= Disability in Tuvalu =

Tuvalu has been slow to deal with problems that people with a disability face in the country. Since 1978, the government of Tuvalu has been slow to create policy and laws for people with disabilities. In addition, few studies have been done to assess the scope of the issue on the islands. The first comprehensive study of people with disabilities in Tuvalu was done in February 2017.

== Demographics ==
In 2012, there were 206 people with disabilities in Tuvalu, with the rate of prevalence of disability at 1.9% of the population. Most people with disabilities had a physical disability of some kind with 27.7% having a mental disability. A comprehensive study of people with disabilities in Tuvalu was done in 2017, and they collected 466 in the database for the Fusi Alofa Association (FAA) Tuvalu which is an organisation for people with disabilities.

== Policy ==

=== Legislation ===
Tuvalu implemented a mental health policy for the country in 1978. Current law does not prohibit discriminating against people with disabilities in all areas of their lives. There is no law or provisions for accommodating people with disabilities in public spaces. There are no government benefits for people with disabilities in Tuvalu. Tuvalu has tasked its Community Affairs Department in the Ministry of Home Affairs and Rural Development to protect the rights of people with disabilities in the country.

Tuvalu has signed and ratified the Convention on the Rights of Persons with Disabilities (CRPD).

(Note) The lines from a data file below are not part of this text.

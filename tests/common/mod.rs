#![allow(dead_code)]

use gridchase::{GridGraph, Manhattan, Path, PathFinder};
use serde::Deserialize;
use std::fs;
use std::path::Path as FsPath;

/// Grid plus the endpoints marked in its layout
#[derive(Debug, Clone)]
pub struct Scenario {
    pub graph: GridGraph,
    pub start: (i32, i32),
    pub goal: (i32, i32),
}

/// Parse a layout where `S` marks the start and `G` the goal
///
/// Both markers are walkable. Other glyphs follow `GridGraph::from_layout`.
pub fn parse_scenario(layout: &str) -> Result<Scenario, Box<dyn std::error::Error>> {
    let mut start = None;
    let mut goal = None;
    let mut cleaned = String::new();

    let rows = layout.lines().map(str::trim).filter(|line| !line.is_empty());
    for (y, line) in rows.enumerate() {
        for (x, ch) in line.chars().enumerate() {
            match ch {
                'S' => {
                    start = Some((x as i32, y as i32));
                    cleaned.push('.');
                }
                'G' => {
                    goal = Some((x as i32, y as i32));
                    cleaned.push('.');
                }
                _ => cleaned.push(ch),
            }
        }
        cleaned.push('\n');
    }

    let graph = GridGraph::from_layout(&cleaned)?;
    Ok(Scenario {
        graph,
        start: start.ok_or("No start position 'S' found in layout")?,
        goal: goal.ok_or("No goal position 'G' found in layout")?,
    })
}

/// Mirror a point inside a `width` x `height` grid
pub fn mirror_point(point: (i32, i32), width: i32, height: i32, horizontal: bool, vertical: bool) -> (i32, i32) {
    let (x, y) = point;
    (
        if horizontal { width - 1 - x } else { x },
        if vertical { height - 1 - y } else { y },
    )
}

/// Mirror a whole scenario
pub fn flip_scenario(scenario: &Scenario, horizontal: bool, vertical: bool) -> Scenario {
    let graph = &scenario.graph;
    let (width, height) = (graph.width(), graph.height());

    let blocked: Vec<(i32, i32)> = graph
        .cells()
        .filter(|cell| !graph.is_cell_walkable(*cell))
        .map(|cell| mirror_point(cell.coords(), width, height, horizontal, vertical))
        .collect();

    Scenario {
        graph: GridGraph::with_blocked(width, height, &blocked).unwrap(),
        start: mirror_point(scenario.start, width, height, horizontal, vertical),
        goal: mirror_point(scenario.goal, width, height, horizontal, vertical),
    }
}

/// The scenario and its three mirrored variants, with the flip flags used
pub fn variants(scenario: &Scenario) -> Vec<(&'static str, bool, bool, Scenario)> {
    vec![
        ("original", false, false, scenario.clone()),
        ("h_flip", true, false, flip_scenario(scenario, true, false)),
        ("v_flip", false, true, flip_scenario(scenario, false, true)),
        ("hv_flip", true, true, flip_scenario(scenario, true, true)),
    ]
}

pub fn find(graph: &GridGraph, start: (i32, i32), goal: (i32, i32)) -> Option<Path> {
    let start = graph.cell(start.0, start.1)?;
    let goal = graph.cell(goal.0, goal.1)?;
    PathFinder::new().search(graph, start, goal, &Manhattan)
}

/// Panics unless `path` runs from `start` to `goal` over adjacent walkable cells
pub fn assert_valid_path(graph: &GridGraph, path: &Path, start: (i32, i32), goal: (i32, i32)) {
    assert_eq!(path.start().coords(), start, "path does not begin at start");
    assert_eq!(path.goal().coords(), goal, "path does not end at goal");
    for pair in path.cells().windows(2) {
        let dx = (pair[0].x() - pair[1].x()).abs();
        let dy = (pair[0].y() - pair[1].y()).abs();
        assert_eq!(dx + dy, 1, "non-adjacent step {:?} -> {:?}", pair[0].coords(), pair[1].coords());
    }
    if path.len() > 1 {
        for cell in path.cells() {
            assert!(graph.is_cell_walkable(*cell), "path crosses blocked {:?}", cell.coords());
        }
    }
    assert_eq!(path.cost(), (path.len() - 1) as f32);
}

/// Visualize a path on a grid
pub fn visualize_path(graph: &GridGraph, path: Option<&Path>, start: (i32, i32), goal: (i32, i32)) -> String {
    let mut result = String::new();
    for y in 0..graph.height() {
        for x in 0..graph.width() {
            let symbol = if (x, y) == start {
                'S'
            } else if (x, y) == goal {
                'G'
            } else if path.is_some_and(|p| p.contains(x, y)) {
                '*'
            } else if !graph.is_walkable(x, y) {
                '#'
            } else {
                '.'
            };
            result.push(symbol);
        }
        result.push('\n');
    }
    result
}

/// Breadth-first step distance, used as an independent reference
pub fn bfs_distance(graph: &GridGraph, start: (i32, i32), goal: (i32, i32)) -> Option<usize> {
    use std::collections::VecDeque;

    let start = graph.cell(start.0, start.1)?;
    let goal = graph.cell(goal.0, goal.1)?;
    if start == goal {
        return Some(0);
    }

    let mut dist = vec![usize::MAX; graph.node_count()];
    let mut queue = VecDeque::new();
    dist[start.index()] = 0;
    queue.push_back(start);

    while let Some(cell) = queue.pop_front() {
        for link in graph.outgoing_links(cell) {
            if dist[link.to.index()] == usize::MAX {
                dist[link.to.index()] = dist[cell.index()] + 1;
                if link.to == goal {
                    return Some(dist[goal.index()]);
                }
                queue.push_back(link.to);
            }
        }
    }
    None
}

/// Scenario fixture stored as JSON
#[derive(Debug, Clone, Deserialize)]
pub struct ScenarioFixture {
    pub name: String,
    pub layout: Vec<String>,
    /// Number of cells on the path, `null` when no path exists
    pub expected_cells: Option<usize>,
    #[serde(default)]
    pub must_visit: Vec<(i32, i32)>,
    #[serde(default)]
    pub must_avoid: Vec<(i32, i32)>,
}

impl ScenarioFixture {
    pub fn scenario(&self) -> Result<Scenario, Box<dyn std::error::Error>> {
        parse_scenario(&self.layout.join("\n"))
    }
}

/// Load a fixture from a JSON file
pub fn load_fixture(path: &FsPath) -> Result<ScenarioFixture, Box<dyn std::error::Error>> {
    let contents = fs::read_to_string(path)?;
    let fixture: ScenarioFixture = serde_json::from_str(&contents)?;
    Ok(fixture)
}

=== Non-Governmental organisations ===
Before 2010, the Tuvalu Red Cross Society handled issues relating to people with disabilities, in addition to the other services they provided. The Red Cross used a medical model of disability. The organisation provided workshops and gave out wheelchairs and crutches to those who need them. During the 1980s and 1990s, the Red Cross operated a "small educational centre" on Funafuti, which employed two staff to help children with disabilities.

The Fusi Alofa Association (FAA) Tuvalu was created in 2010 and is the only cross-disability organisation working in Tuvalu. FAA Tuvalu was established to promote the rights of persons with disabilities and to give children with disabilities greater opportunities in Tuvalu. Prior to the formation of FAA Tuvalu, there were no services for disabled children in the country. FAA Tuvalu currently operates a school for children with disabilities on Funafuti.

== Unique challenges ==
Even though the island nation is small, transportation for people with physical disabilities can be an issue. In addition, even government buildings may not be accessible to individuals with physical disabilities.

Climate change also is problem that affects all Pacific Island nations and the elderly and people with disabilities are at a greater risk of being affected.